Un classique pour gourmets et bibliophiles
Le livre a très vite trouvé son public. Publiée d’abord anonymement, la Physiologie du goût a été rééditée de nombreuses fois au XIXe et au XXe siècle, au point de devenir un objet de convoitise pour les bibliophiles autant que pour les gourmets. La première édition portant explicitement le nom de l’auteur, publiée en 1838 dans la collection « Bibliothèque Charpentier », figure aujourd’hui parmi les pièces recherchées des collectionneurs.
Deux siècles après sa parution, le texte n’a rien perdu de sa saveur. On y goûte autant le style – que Balzac tenait en très haute estime – que l’esprit : celui d’un homme qui, loin de prôner l’excès, voit dans le plaisir partagé de la table une forme de civilisation et de joie de vivre.

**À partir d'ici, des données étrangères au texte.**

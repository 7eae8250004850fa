use anyhow::Result;
use clap::{Parser, Subcommand};
use std::path::PathBuf;
use std::sync::Arc;
use std::time::Duration;
use tracing_subscriber::EnvFilter;

use golem::providers;
use golem::types::{Actor, ActorKind, AgentTask, Position};
use golem::world::SimulatedWorld;
use golem::{AgentCore, Config};

#[derive(Parser)]
#[command(name = "golem")]
#[command(about = "Reactive control core for a game-playing agent", long_about = None)]
#[command(version)]
struct Cli {
    /// TOML config file; environment variables override it
    #[arg(long, global = true)]
    config: Option<PathBuf>,

    #[command(subcommand)]
    command: Commands,
}

#[derive(Subcommand)]
enum Commands {
    /// Run one goal through the task loop in a simulated world
    Run {
        #[arg(help = "Goal for the agent")]
        goal: String,
    },
    /// Start every timer in a simulated world and log what happens
    Watch {
        #[arg(long, default_value_t = 30)]
        seconds: u64,
    },
    /// Print the effective configuration
    Config,
}

#[tokio::main]
async fn main() -> Result<()> {
    tracing_subscriber::fmt()
        .with_env_filter(EnvFilter::try_from_default_env().unwrap_or_else(|_| EnvFilter::new("warn")))
        .init();

    let cli = Cli::parse();
    let config = match &cli.config {
        Some(path) => Config::load(path)?,
        None => Config::from_env(),
    };

    match cli.command {
        Commands::Run { goal } => run_goal(config, &goal).await?,
        Commands::Watch { seconds } => watch(config, seconds).await?,
        Commands::Config => print!("{}", config.to_toml()?),
    }

    Ok(())
}

fn build(config: Config, world: &SimulatedWorld) -> AgentCore {
    let llm = providers::from_config(&config);
    AgentCore::new(config, Arc::new(world.clone()), Arc::new(world.clone()), llm)
}

async fn run_goal(config: Config, goal: &str) -> Result<()> {
    let world = SimulatedWorld::new();
    let core = build(config, &world);

    println!("Running goal: {}", goal);
    let result = core.run_task(AgentTask::new(goal)).await;
    println!("{}", serde_json::to_string_pretty(&result)?);
    if let Some(error) = &result.error {
        println!("Error: {}", error);
    }
    Ok(())
}

async fn watch(config: Config, seconds: u64) -> Result<()> {
    let world = SimulatedWorld::new();
    world.set_food(10.0)?;
    world.set_item("bread", 3)?;
    world.set_item("stone_sword", 1)?;
    world.add_actor(Actor::new(
        1,
        "zombie",
        ActorKind::Hostile,
        Position::new(6.0, 64.0, 0.0),
    ))?;

    let core = build(config, &world);
    let mut results = core.take_results();
    core.start();
    println!("Watching for {}s", seconds);

    let deadline = tokio::time::sleep(Duration::from_secs(seconds));
    tokio::pin!(deadline);
    loop {
        tokio::select! {
            _ = &mut deadline => break,
            _ = tokio::signal::ctrl_c() => break,
            Some(result) = async {
                match results.as_mut() {
                    Some(rx) => rx.recv().await,
                    None => None,
                }
            } => {
                println!("task {} finished: {:?}", result.task_id, result.status);
            }
        }
    }

    core.shutdown().await;
    for command in world.commands() {
        println!("{:?}", command);
    }
    Ok(())
}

Pourquoi le lire aujourd’hui ?
À l’heure des plats industrialisés, des injonctions nutritionnelles et des débats sur l’empreinte écologique de notre alimentation, la voix de Brillat-Savarin résonne de manière singulière. Il ne s’agit ni de nostalgie, ni de culte d’une cuisine “à l’ancienne”, mais d’une invitation à reprendre le temps :
- retrouver la lenteur des repas partagés ;
- penser la cuisine comme un art de vivre, et pas seulement comme un assemblage de calories ;
- comprendre que le goût est à la fois affaire de culture, de mémoire et de sensibilité.
Loin des livres pratiques qui promettent des recettes “minute”, Physiologie du goût se lit comme une conversation à bâtons rompus avec un ami érudit, légèrement ironique, qui nous apprend à mieux savourer ce que nous mangeons… et, au passage, à mieux savourer la vie.
Offrir ce livre pour les fêtes, c’est donc moins offrir un manuel de cuisine qu’un compagnon de table : un texte à picorer, à annoter, à reposer, à reprendre au fil des années, comme on revient toujours aux mêmes plats réconfortants.
–> La réédition Hachette 2025 : un classique remis à table
Une édition fidèle à l’esprit d’origine
Hachette propose en 2025 une nouvelle édition de la Physiologie du goût, reprenant le texte et la couverture d’origine. De quoi offrir aux lecteurs d’aujourd’hui une plongée dans l’univers de Brillat-Savarin sans filtre ni simplification, avec la langue, les références et le rythme du XIXe siècle.
Une préface pour notre temps
Cette édition est préfacée par Kilien Stengel, spécialiste de l’alimentation et de la gastronomie. Il y replace Brillat-Savarin dans l’histoire des idées culinaires et montre en quoi ce texte, loin d’être un simple monument patrimonial, éclaire nos débats contemporains sur le manger, le plaisir, la santé et l’éthique.